» Exercise inputs:
Segment Open

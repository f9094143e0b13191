//! Task handlers and the router that runs one of them per message inside a
//! single sink transaction.

use std::collections::HashMap;
use std::sync::Arc;

use anyhow::Context;
use async_trait::async_trait;
use gradq_core::{MessageError, TaskKind, TaskMessage, TaskPayload};
use tracing::{info, warn};

use crate::ingest::apply_batch;
use crate::scan::ScanController;
use crate::sink::{IngestSink, SinkTransaction};

#[async_trait]
pub trait TaskHandler: Send + Sync {
    async fn handle(&self, tx: &mut dyn SinkTransaction, payload: &TaskPayload) -> anyhow::Result<()>;
}

pub struct ScrapeNewDataHandler {
    scan: ScanController,
    source: String,
    max_pages: u32,
    existing_window: usize,
}

impl ScrapeNewDataHandler {
    pub fn new(scan: ScanController, source: impl Into<String>, max_pages: u32, existing_window: usize) -> Self {
        Self {
            scan,
            source: source.into(),
            max_pages,
            existing_window,
        }
    }

    /// Page cap for one task: the payload may lower the configured cap, never raise it.
    pub fn page_cap(&self, payload: &TaskPayload) -> u32 {
        payload
            .get("max_pages")
            .and_then(|v| v.as_u64())
            .filter(|n| *n > 0)
            .map(|n| n.min(u64::from(self.max_pages)) as u32)
            .unwrap_or(self.max_pages)
    }
}

#[async_trait]
impl TaskHandler for ScrapeNewDataHandler {
    async fn handle(&self, tx: &mut dyn SinkTransaction, payload: &TaskPayload) -> anyhow::Result<()> {
        let previous = tx
            .read_watermark(&self.source)
            .await
            .context("reading watermark")?;
        let existing = tx
            .recent_identifiers(self.existing_window)
            .await
            .context("loading recent identifiers")?;
        info!(
            source = %self.source,
            watermark = ?previous,
            existing = existing.len(),
            "starting incremental scan"
        );

        let scan = self.scan.scan(&existing, self.page_cap(payload)).await;
        let outcome = apply_batch(tx, &self.source, &scan.records)
            .await
            .context("applying scraped batch")?;

        info!(
            source = %self.source,
            pages = scan.pages_fetched,
            stop_reason = scan.stop_reason.as_str(),
            inserted = outcome.inserted,
            skipped = outcome.skipped(),
            watermark = ?outcome.watermark,
            "scrape handled"
        );
        Ok(())
    }
}

pub struct RecomputeAnalyticsHandler {
    view: String,
}

impl RecomputeAnalyticsHandler {
    pub fn new(view: impl Into<String>) -> Self {
        Self { view: view.into() }
    }
}

#[async_trait]
impl TaskHandler for RecomputeAnalyticsHandler {
    async fn handle(&self, tx: &mut dyn SinkTransaction, _payload: &TaskPayload) -> anyhow::Result<()> {
        tx.refresh_materialized_view(&self.view)
            .await
            .with_context(|| format!("refreshing {}", self.view))?;
        info!(view = %self.view, "analytics refreshed");
        Ok(())
    }
}

/// What the consumer should tell the broker about a delivery.
#[derive(Debug, Clone, Copy, PartialEq, Eq)]
pub enum Disposition {
    Ack,
    /// Discard without requeue.
    Reject,
}

pub struct TaskRouter {
    sink: Arc<dyn IngestSink>,
    handlers: HashMap<TaskKind, Arc<dyn TaskHandler>>,
}

impl TaskRouter {
    pub fn new(sink: Arc<dyn IngestSink>) -> Self {
        Self {
            sink,
            handlers: HashMap::new(),
        }
    }

    pub fn with_handler(mut self, kind: TaskKind, handler: Arc<dyn TaskHandler>) -> Self {
        self.handlers.insert(kind, handler);
        self
    }

    pub fn handles(&self, kind: TaskKind) -> bool {
        self.handlers.contains_key(&kind)
    }

    /// Decode a raw delivery body and run it. Bodies that can never be handled
    /// are rejected before any handler or transaction is touched.
    pub async fn process(&self, body: &[u8]) -> Disposition {
        let message = match TaskMessage::decode(body) {
            Ok(message) => message,
            Err(err) => {
                warn!(error = %err, "rejecting undeliverable message");
                return Disposition::Reject;
            }
        };

        tracing::Span::current().record("kind", message.kind.as_str());
        match self.run(&message).await {
            Ok(()) => {
                info!(kind = %message.kind, "task succeeded");
                Disposition::Ack
            }
            Err(err) => {
                warn!(kind = %message.kind, error = %format!("{err:#}"), "task failed; rejecting");
                Disposition::Reject
            }
        }
    }

    /// Run the handler for `message` in one transaction; commit on success,
    /// roll back on any error.
    pub async fn run(&self, message: &TaskMessage) -> anyhow::Result<()> {
        let handler = self
            .handlers
            .get(&message.kind)
            .cloned()
            .ok_or_else(|| MessageError::UnknownKind(message.kind.to_string()))?;

        let mut tx = self.sink.begin().await.context("opening transaction")?;
        if let Err(err) = handler.handle(tx.as_mut(), &message.payload).await {
            if let Err(rollback_err) = tx.rollback().await {
                warn!(error = %rollback_err, "rollback failed");
            }
            return Err(err);
        }
        tx.commit().await.context("committing transaction")?;
        Ok(())
    }
}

Segment Closed

» To do: Give back, word for word, only the lines above from the line holding "pub fn new(scan: ScanController, source: impl" to the line holding "impl TaskHandler for ScrapeNewDataHandler", both included.

» Result below:
    pub fn new(scan: ScanController, source: impl Into<String>, max_pages: u32, existing_window: usize) -> Self {
        Self {
            scan,
            source: source.into(),
            max_pages,
            existing_window,
        }
    }

    /// Page cap for one task: the payload may lower the configured cap, never raise it.
    pub fn page_cap(&self, payload: &TaskPayload) -> u32 {
        payload
            .get("max_pages")
            .and_then(|v| v.as_u64())
            .filter(|n| *n > 0)
            .map(|n| n.min(u64::from(self.max_pages)) as u32)
            .unwrap_or(self.max_pages)
    }
}

#[async_trait]
impl TaskHandler for ScrapeNewDataHandler {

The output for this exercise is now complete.